A verbatim reproduction of all the entries is needed.

Start of Block

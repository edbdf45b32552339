//! Google Ads REST client.
//!
//! Authenticates with an OAuth refresh token and runs a GAQL search over the
//! account's campaigns restricted to today's date segment.

use chrono::Utc;
use rust_decimal::Decimal;
use serde::Deserialize;
use tracing::instrument;

use webshop_crm_core::{AdPlatform, CampaignStatus};

use super::{AdPlatformClient, AdsError, from_micros, lenient_i64};
use crate::models::{AdMetric, RemoteCampaign};
use crate::services::integrations::Credentials;

const TOKEN_URL: &str = "https://oauth2.googleapis.com/token";
const API_BASE: &str = "https://googleads.googleapis.com/v17";

const CAMPAIGN_QUERY: &str = "SELECT campaign.id, campaign.name, campaign.status, \
     campaign_budget.amount_micros, metrics.cost_micros, metrics.impressions, \
     metrics.clicks, metrics.conversions, metrics.conversions_value \
     FROM campaign WHERE segments.date DURING TODAY";

/// Client for one Google Ads customer account.
#[derive(Debug, Clone)]
pub struct GoogleAdsClient {
    http: reqwest::Client,
    developer_token: String,
    client_id: String,
    client_secret: String,
    refresh_token: String,
    customer_id: String,
}

#[derive(Deserialize)]
struct TokenResponse {
    access_token: String,
}

#[derive(Deserialize)]
struct SearchResponse {
    #[serde(default)]
    results: Vec<SearchRow>,
}

#[derive(Deserialize)]
#[serde(rename_all = "camelCase")]
struct SearchRow {
    campaign: GoogleCampaign,
    #[serde(default)]
    campaign_budget: Option<GoogleBudget>,
    #[serde(default)]
    metrics: GoogleMetrics,
}

#[derive(Deserialize)]
struct GoogleCampaign {
    id: String,
    name: String,
    #[serde(default)]
    status: String,
}

#[derive(Deserialize)]
#[serde(rename_all = "camelCase")]
struct GoogleBudget {
    #[serde(default, deserialize_with = "lenient_i64")]
    amount_micros: i64,
}

#[derive(Default, Deserialize)]
#[serde(rename_all = "camelCase")]
struct GoogleMetrics {
    #[serde(default, deserialize_with = "lenient_i64")]
    cost_micros: i64,
    #[serde(default, deserialize_with = "lenient_i64")]
    impressions: i64,
    #[serde(default, deserialize_with = "lenient_i64")]
    clicks: i64,
    #[serde(default, deserialize_with = "lenient_i64")]
    conversions: i64,
    #[serde(default)]
    conversions_value: f64,
}

fn campaign_status(status: &str) -> CampaignStatus {
    match status {
        "ENABLED" => CampaignStatus::Active,
        "PAUSED" => CampaignStatus::Paused,
        _ => CampaignStatus::Ended,
    }
}

impl From<SearchRow> for RemoteCampaign {
    fn from(row: SearchRow) -> Self {
        Self {
            external_id: row.campaign.id,
            name: row.campaign.name,
            status: campaign_status(&row.campaign.status),
            budget: row
                .campaign_budget
                .map_or(Decimal::ZERO, |b| from_micros(b.amount_micros)),
            today: AdMetric {
                date: Utc::now().date_naive(),
                impressions: row.metrics.impressions,
                clicks: row.metrics.clicks,
                spent: from_micros(row.metrics.cost_micros),
                conversions: row.metrics.conversions,
                revenue: webshop_crm_core::money::from_db(row.metrics.conversions_value),
            },
        }
    }
}

impl GoogleAdsClient {
    /// Build a client from resolved `google_ads` credentials.
    ///
    /// # Errors
    ///
    /// Returns `AdsError::MissingCredential` if a required key is absent.
    pub fn from_credentials(credentials: &Credentials) -> Result<Self, AdsError> {
        let get = |key: &'static str| {
            credentials
                .get(key)
                .cloned()
                .ok_or(AdsError::MissingCredential(key))
        };

        Ok(Self {
            http: reqwest::Client::new(),
            developer_token: get("developer_token")?,
            client_id: get("client_id")?,
            client_secret: get("client_secret")?,
            refresh_token: get("refresh_token")?,
            customer_id: get("customer_id")?.replace('-', ""),
        })
    }

    async fn access_token(&self) -> Result<String, AdsError> {
        let response = self
            .http
            .post(TOKEN_URL)
            .form(&[
                ("client_id", self.client_id.as_str()),
                ("client_secret", self.client_secret.as_str()),
                ("refresh_token", self.refresh_token.as_str()),
                ("grant_type", "refresh_token"),
            ])
            .send()
            .await?;

        let status = response.status();
        if !status.is_success() {
            return Err(AdsError::Api {
                platform: AdPlatform::Google,
                status: status.as_u16(),
                message: response.text().await.unwrap_or_default(),
            });
        }

        Ok(response.json::<TokenResponse>().await?.access_token)
    }
}

impl AdPlatformClient for GoogleAdsClient {
    fn platform(&self) -> AdPlatform {
        AdPlatform::Google
    }

    #[instrument(skip(self), fields(customer_id = %self.customer_id))]
    async fn fetch_campaigns(&self) -> Result<Vec<RemoteCampaign>, AdsError> {
        let token = self.access_token().await?;
        let url = format!("{API_BASE}/customers/{}/googleAds:search", self.customer_id);

        let response = self
            .http
            .post(&url)
            .bearer_auth(token)
            .header("developer-token", &self.developer_token)
            .json(&serde_json::json!({ "query": CAMPAIGN_QUERY }))
            .send()
            .await?;

        let status = response.status();
        if !status.is_success() {
            return Err(AdsError::Api {
                platform: AdPlatform::Google,
                status: status.as_u16(),
                message: response.text().await.unwrap_or_default(),
            });
        }

        let body: SearchResponse = response.json().await?;
        Ok(body.results.into_iter().map(Into::into).collect())
    }
}

#[cfg(test)]
#[allow(clippy::unwrap_used)]
mod tests {
    use super::*;
    use rust_decimal_macros::dec;

    #[test]
    fn test_search_row_conversion() {
        let json = r#"{
            "results": [{
                "campaign": {"id": "123", "name": "Zomer", "status": "ENABLED"},
                "campaignBudget": {"amountMicros": "50000000"},
                "metrics": {
                    "costMicros": "12500000",
                    "impressions": "1000",
                    "clicks": "40",
                    "conversions": 3.0,
                    "conversionsValue": 180.5
                }
            }]
        }"#;
        let body: SearchResponse = serde_json::from_str(json).unwrap();
        let campaign: RemoteCampaign = body.results.into_iter().next().unwrap().into();

        assert_eq!(campaign.external_id, "123");
        assert_eq!(campaign.status, CampaignStatus::Active);
        assert_eq!(campaign.budget, dec!(50));
        assert_eq!(campaign.today.spent, dec!(12.5));
        assert_eq!(campaign.today.clicks, 40);
        assert_eq!(campaign.today.conversions, 3);
        assert_eq!(campaign.today.revenue, dec!(180.5));
    }

    #[test]
    fn test_missing_credentials() {
        let creds = Credentials::new();
        assert!(matches!(
            GoogleAdsClient::from_credentials(&creds),
            Err(AdsError::MissingCredential("developer_token"))
        ));
    }

    #[test]
    fn test_status_mapping() {
        assert_eq!(campaign_status("PAUSED"), CampaignStatus::Paused);
        assert_eq!(campaign_status("REMOVED"), CampaignStatus::Ended);
    }
}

End of Block

### RESULT OF THIS EXERCISE
repository edbdf45b32552339
//! Google Ads REST client.
//!
//! Authenticates with an OAuth refresh token and runs a GAQL search over the
//! account's campaigns restricted to today's date segment.

use chrono::Utc;
use rust_decimal::Decimal;
use serde::Deserialize;
use tracing::instrument;

use webshop_crm_core::{AdPlatform, CampaignStatus};

use super::{AdPlatformClient, AdsError, from_micros, lenient_i64};
use crate::models::{AdMetric, RemoteCampaign};
use crate::services::integrations::Credentials;

const TOKEN_URL: &str = "https://oauth2.googleapis.com/token";
const API_BASE: &str = "https://googleads.googleapis.com/v17";

const CAMPAIGN_QUERY: &str = "SELECT campaign.id, campaign.name, campaign.status, \
     campaign_budget.amount_micros, metrics.cost_micros, metrics.impressions, \
     metrics.clicks, metrics.conversions, metrics.conversions_value \
     FROM campaign WHERE segments.date DURING TODAY";

/// Client for one Google Ads customer account.
#[derive(Debug, Clone)]
pub struct GoogleAdsClient {
    http: reqwest::Client,
    developer_token: String,
    client_id: String,
    client_secret: String,
    refresh_token: String,
    customer_id: String,
}

#[derive(Deserialize)]
struct TokenResponse {
    access_token: String,
}

#[derive(Deserialize)]
struct SearchResponse {
    #[serde(default)]
    results: Vec<SearchRow>,
}

#[derive(Deserialize)]
#[serde(rename_all = "camelCase")]
struct SearchRow {
    campaign: GoogleCampaign,
    #[serde(default)]
    campaign_budget: Option<GoogleBudget>,
    #[serde(default)]
    metrics: GoogleMetrics,
}

#[derive(Deserialize)]
struct GoogleCampaign {
    id: String,
    name: String,
    #[serde(default)]
    status: String,
}

#[derive(Deserialize)]
#[serde(rename_all = "camelCase")]
struct GoogleBudget {
    #[serde(default, deserialize_with = "lenient_i64")]
    amount_micros: i64,
}

#[derive(Default, Deserialize)]
#[serde(rename_all = "camelCase")]
struct GoogleMetrics {
    #[serde(default, deserialize_with = "lenient_i64")]
    cost_micros: i64,
    #[serde(default, deserialize_with = "lenient_i64")]
    impressions: i64,
    #[serde(default, deserialize_with = "lenient_i64")]
    clicks: i64,
    #[serde(default, deserialize_with = "lenient_i64")]
    conversions: i64,
    #[serde(default)]
    conversions_value: f64,
}

fn campaign_status(status: &str) -> CampaignStatus {
    match status {
        "ENABLED" => CampaignStatus::Active,
        "PAUSED" => CampaignStatus::Paused,
        _ => CampaignStatus::Ended,
    }
}

impl From<SearchRow> for RemoteCampaign {
    fn from(row: SearchRow) -> Self {
        Self {
            external_id: row.campaign.id,
            name: row.campaign.name,
            status: campaign_status(&row.campaign.status),
            budget: row
                .campaign_budget
                .map_or(Decimal::ZERO, |b| from_micros(b.amount_micros)),
            today: AdMetric {
                date: Utc::now().date_naive(),
                impressions: row.metrics.impressions,
                clicks: row.metrics.clicks,
                spent: from_micros(row.metrics.cost_micros),
                conversions: row.metrics.conversions,
                revenue: webshop_crm_core::money::from_db(row.metrics.conversions_value),
            },
        }
    }
}

impl GoogleAdsClient {
    /// Build a client from resolved `google_ads` credentials.
    ///
    /// # Errors
    ///
    /// Returns `AdsError::MissingCredential` if a required key is absent.
    pub fn from_credentials(credentials: &Credentials) -> Result<Self, AdsError> {
        let get = |key: &'static str| {
            credentials
                .get(key)
                .cloned()
                .ok_or(AdsError::MissingCredential(key))
        };

        Ok(Self {
            http: reqwest::Client::new(),
            developer_token: get("developer_token")?,
            client_id: get("client_id")?,
            client_secret: get("client_secret")?,
            refresh_token: get("refresh_token")?,
            customer_id: get("customer_id")?.replace('-', ""),
        })
    }

    async fn access_token(&self) -> Result<String, AdsError> {
        let response = self
            .http
            .post(TOKEN_URL)
            .form(&[
                ("client_id", self.client_id.as_str()),
                ("client_secret", self.client_secret.as_str()),
                ("refresh_token", self.refresh_token.as_str()),
                ("grant_type", "refresh_token"),
            ])
            .send()
            .await?;

        let status = response.status();
        if !status.is_success() {
            return Err(AdsError::Api {
                platform: AdPlatform::Google,
                status: status.as_u16(),
                message: response.text().await.unwrap_or_default(),
            });
        }

        Ok(response.json::<TokenResponse>().await?.access_token)
    }
}

impl AdPlatformClient for GoogleAdsClient {
    fn platform(&self) -> AdPlatform {
        AdPlatform::Google
    }

    #[instrument(skip(self), fields(customer_id = %self.customer_id))]
    async fn fetch_campaigns(&self) -> Result<Vec<RemoteCampaign>, AdsError> {
        let token = self.access_token().await?;
        let url = format!("{API_BASE}/customers/{}/googleAds:search", self.customer_id);

        let response = self
            .http
            .post(&url)
            .bearer_auth(token)
            .header("developer-token", &self.developer_token)
            .json(&serde_json::json!({ "query": CAMPAIGN_QUERY }))
            .send()
            .await?;

        let status = response.status();
        if !status.is_success() {
            return Err(AdsError::Api {
                platform: AdPlatform::Google,
                status: status.as_u16(),
                message: response.text().await.unwrap_or_default(),
            });
        }

        let body: SearchResponse = response.json().await?;
        Ok(body.results.into_iter().map(Into::into).collect())
    }
}

#[cfg(test)]
#[allow(clippy::unwrap_used)]
mod tests {
    use super::*;
    use rust_decimal_macros::dec;

    #[test]
    fn test_search_row_conversion() {
        let json = r#"{
            "results": [{
                "campaign": {"id": "123", "name": "Zomer", "status": "ENABLED"},
                "campaignBudget": {"amountMicros": "50000000"},
                "metrics": {
                    "costMicros": "12500000",
                    "impressions": "1000",
                    "clicks": "40",
                    "conversions": 3.0,
                    "conversionsValue": 180.5
                }
            }]
        }"#;
        let body: SearchResponse = serde_json::from_str(json).unwrap();
        let campaign: RemoteCampaign = body.results.into_iter().next().unwrap().into();

        assert_eq!(campaign.external_id, "123");
        assert_eq!(campaign.status, CampaignStatus::Active);
        assert_eq!(campaign.budget, dec!(50));
        assert_eq!(campaign.today.spent, dec!(12.5));
        assert_eq!(campaign.today.clicks, 40);
        assert_eq!(campaign.today.conversions, 3);
        assert_eq!(campaign.today.revenue, dec!(180.5));
    }

    #[test]
    fn test_missing_credentials() {
        let creds = Credentials::new();
        assert!(matches!(
            GoogleAdsClient::from_credentials(&creds),
            Err(AdsError::MissingCredential("developer_token"))
        ));
    }

    #[test]
    fn test_status_mapping() {
        assert_eq!(campaign_status("PAUSED"), CampaignStatus::Paused);
        assert_eq!(campaign_status("REMOVED"), CampaignStatus::Ended);
    }
}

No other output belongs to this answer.